Mass spectrometry (MS) measures the mass-to-charge ratio of ionized molecules. For peptide research, MS is typically used as an identity confirmation step — comparing the observed molecular weight to the expected weight of the target peptide.
If the expected molecular weight of your peptide is 1419.5 g/mol and the MS spectrum shows a peak at 1419.5 (or its expected charged state like [M+H]+ at 1420.5), you have positive confirmation that the dominant species is your target compound.
Why MS Alone Is Not Enough
MS confirms identity but does not quantify purity. A sample that contains the target peptide plus contamination from other peptides could still produce a clear MS signal for the target. MS tells you "yes, this molecule is in there" — not "this molecule is 99% of what is in there."
The Combined Picture
HPLC and MS are complementary.
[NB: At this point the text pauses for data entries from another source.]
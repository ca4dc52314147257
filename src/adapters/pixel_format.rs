//! Pixel format conversion helpers for presentation adapters.

/// Unpacks ARGB8888 pixels into RGBA bytes with alpha forced to 255.
///
/// # Panics
/// Panics if `dst.len()` is not `src.len() * 4`.
pub fn copy_argb_to_rgba(src: &[u32], dst: &mut [u8]) {
    assert_eq!(
        dst.len(),
        src.len() * 4,
        "dst length {} does not match expected {}",
        dst.len(),
        src.len() * 4
    );

    for (&argb, rgba) in src.iter().zip(dst.chunks_exact_mut(4)) {
        let [_, r, g, b] = argb.to_be_bytes();
        rgba.copy_from_slice(&[r, g, b, 255]);
    }
}

/// Drops the alpha byte of every pixel, giving packed RGB triples.
#[must_use]
pub fn argb_to_rgb_bytes(src: &[u32]) -> Vec<u8> {
    src.iter()
        .flat_map(|argb| {
            let [_, r, g, b] = argb.to_be_bytes();
            [r, g, b]
        })
        .collect()
}
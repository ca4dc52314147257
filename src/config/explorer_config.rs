use std::error::Error;
use std::fmt;
use std::path::PathBuf;

use crate::core::actions::compute_frame::factory::{Scheduler, UnknownScheduler};
use crate::core::data::resolution::{Resolution, ResolutionError};
use crate::core::data::viewport::{Viewport, ViewportError};
use crate::core::fractals::mandelbrot::algorithm::{DEFAULT_MAX_ITERATIONS, MandelbrotAlgorithm};
use crate::core::fractals::mandelbrot::colour_maps::kinds::{
    MandelbrotColourMapKind, UnknownColourMapKind,
};
use crate::core::fractals::mandelbrot::errors::MandelbrotError;
use crate::core::util::stripe_rows::{WorkerCount, WorkerCountError};
use crate::input::cli::args::CliArgs;

pub const MAX_ITERATIONS_VAR: &str = "MANDELBROT_MAX_ITERATIONS";
pub const SCHEDULER_VAR: &str = "MANDELBROT_SCHEDULER";
pub const PALETTE_VAR: &str = "MANDELBROT_PALETTE";
pub const OUTPUT_VAR: &str = "MANDELBROT_OUTPUT";

pub const DEFAULT_OUTPUT: &str = "mandelbrot.ppm";

#[derive(Debug)]
pub enum ConfigError {
    Workers(WorkerCountError),
    Resolution(ResolutionError),
    Viewport(ViewportError),
    MaxIterations(MandelbrotError),
    InvalidMaxIterations(String),
    Scheduler(UnknownScheduler),
    Palette(UnknownColourMapKind),
}

impl fmt::Display for ConfigError {
    fn fmt(&self, f: &mut fmt::Formatter<'_>) -> fmt::Result {
        match self {
            Self::Workers(err) => write!(f, "invalid worker count: {}", err),
            Self::Resolution(err) => write!(f, "invalid resolution: {}", err),
            Self::Viewport(err) => write!(f, "invalid viewport: {}", err),
            Self::MaxIterations(err) => write!(f, "{}: {}", MAX_ITERATIONS_VAR, err),
            Self::InvalidMaxIterations(value) => {
                write!(f, "{} must be a whole number, got '{}'", MAX_ITERATIONS_VAR, value)
            }
            Self::Scheduler(err) => write!(f, "{}: {}", SCHEDULER_VAR, err),
            Self::Palette(err) => write!(f, "{}: {}", PALETTE_VAR, err),
        }
    }
}

impl Error for ConfigError {
    fn source(&self) -> Option<&(dyn Error + 'static)> {
        match self {
            Self::Workers(err) => Some(err),
            Self::Resolution(err) => Some(err),
            Self::Viewport(err) => Some(err),
            Self::MaxIterations(err) => Some(err),
            Self::InvalidMaxIterations(_) => None,
            Self::Scheduler(err) => Some(err),
            Self::Palette(err) => Some(err),
        }
    }
}

impl From<WorkerCountError> for ConfigError {
    fn from(err: WorkerCountError) -> Self {
        Self::Workers(err)
    }
}

impl From<ResolutionError> for ConfigError {
    fn from(err: ResolutionError) -> Self {
        Self::Resolution(err)
    }
}

impl From<ViewportError> for ConfigError {
    fn from(err: ViewportError) -> Self {
        Self::Viewport(err)
    }
}

impl From<MandelbrotError> for ConfigError {
    fn from(err: MandelbrotError) -> Self {
        Self::MaxIterations(err)
    }
}

impl From<UnknownScheduler> for ConfigError {
    fn from(err: UnknownScheduler) -> Self {
        Self::Scheduler(err)
    }
}

impl From<UnknownColourMapKind> for ConfigError {
    fn from(err: UnknownColourMapKind) -> Self {
        Self::Palette(err)
    }
}

/// Fully validated settings for one run.
#[derive(Debug, Clone, PartialEq)]
pub struct ExplorerConfig {
    pub workers: WorkerCount,
    pub resolution: Resolution,
    pub viewport: Viewport,
    pub algorithm: MandelbrotAlgorithm,
    pub scheduler: Scheduler,
    pub palette: MandelbrotColourMapKind,
    pub output: PathBuf,
}

impl ExplorerConfig {
    /// Validates the positional arguments and reads the optional settings
    /// through `lookup`, usually [`ExplorerConfig::from_process_env`].
    pub fn from_args<F>(args: CliArgs, lookup: F) -> Result<Self, ConfigError>
    where
        F: Fn(&str) -> Option<String>,
    {
        let workers = WorkerCount::new(args.worker_count)?;
        let resolution = Resolution::new(args.resolution)?;
        let viewport = Viewport::new(args.min_real, args.max_real, args.min_imag, args.max_imag)?;

        let max_iterations = match lookup(MAX_ITERATIONS_VAR) {
            Some(value) => value
                .trim()
                .parse::<u32>()
                .map_err(|_| ConfigError::InvalidMaxIterations(value))?,
            None => DEFAULT_MAX_ITERATIONS,
        };
        let algorithm = MandelbrotAlgorithm::new(max_iterations)?;

        let scheduler = match lookup(SCHEDULER_VAR) {
            Some(value) => value.parse::<Scheduler>()?,
            None => Scheduler::default(),
        };

        let palette = match lookup(PALETTE_VAR) {
            Some(value) => value.parse::<MandelbrotColourMapKind>()?,
            None => MandelbrotColourMapKind::default(),
        };

        let output = lookup(OUTPUT_VAR)
            .map(PathBuf::from)
            .unwrap_or_else(|| PathBuf::from(DEFAULT_OUTPUT));

        Ok(Self {
            workers,
            resolution,
            viewport,
            algorithm,
            scheduler,
            palette,
            output,
        })
    }

    pub fn from_process_env(args: CliArgs) -> Result<Self, ConfigError> {
        Self::from_args(args, |name| std::env::var(name).ok())
    }
}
Together they answer the two essential questions:
- HPLC: How pure is the sample? (Quantitative — gives a percentage)
- MS: Is the dominant compound the right one? (Qualitative — gives identity confirmation)
A complete COA reports both. Anything less should be treated as incomplete documentation.
Other Tests You May See on a COA
USP <85> Endotoxin (LAL)
Bacterial endotoxins — pyrogenic lipopolysaccharides from gram-negative bacterial cell walls — are tested via the Limulus Amebocyte Lysate (LAL) assay. The result is reported in endotoxin units per milliliter (EU/mL). USP <85> requires research peptide samples to meet specified limits.
USP <71> Sterility / Microbial Limits
Microbial sterility testing confirms the absence of viable bacterial, fungal, or yeast contamination in the lyophilized product. The result is reported as Pass/Fail.
Identity Verification Beyond MS
Some labs supplement MS with UV-Vis spectrophotometry to confirm the lambda max absorption profile of the peptide, or with amino acid analysis to verify sequence composition. These add additional layers of identity confidence.
How to Read a Purity Number
- 99.0% HPLC — typical specification floor for serious research-grade peptides
- 95-98% HPLC — entry-level grade, may be acceptable for some screening work but not for rigorous research
- <95% HPLC — generally unsuitable for reproducible research; major contamination present
- 99.5%+ HPLC — premium research-grade, often the spec for clinically-relevant compounds
Axiom Peptides batches are tested to ≥98% HPLC minimum, with most batches testing above 99.0%. Every COA includes HPLC purity, USP <85> endotoxin, and USP <71> microbial results. View any current batch COA at axiompeptides.net/coa.
The Bottom Line
A reputable research peptide COA includes at minimum: HPLC purity (quantitative), an identity test such as Mass Spec (qualitative), bacterial endotoxin testing, and batch traceability (lot number, test date). If a supplier offers fewer than these — or makes you ask before sending one — that should be a red flag, not a minor inconvenience.
For Research Use Only. The information in this article describes published preclinical research and animal-model studies. No clinical claims are made about therapeutic effects in humans. Products sold by Axiom Peptides are intended for laboratory research and are not for human consumption.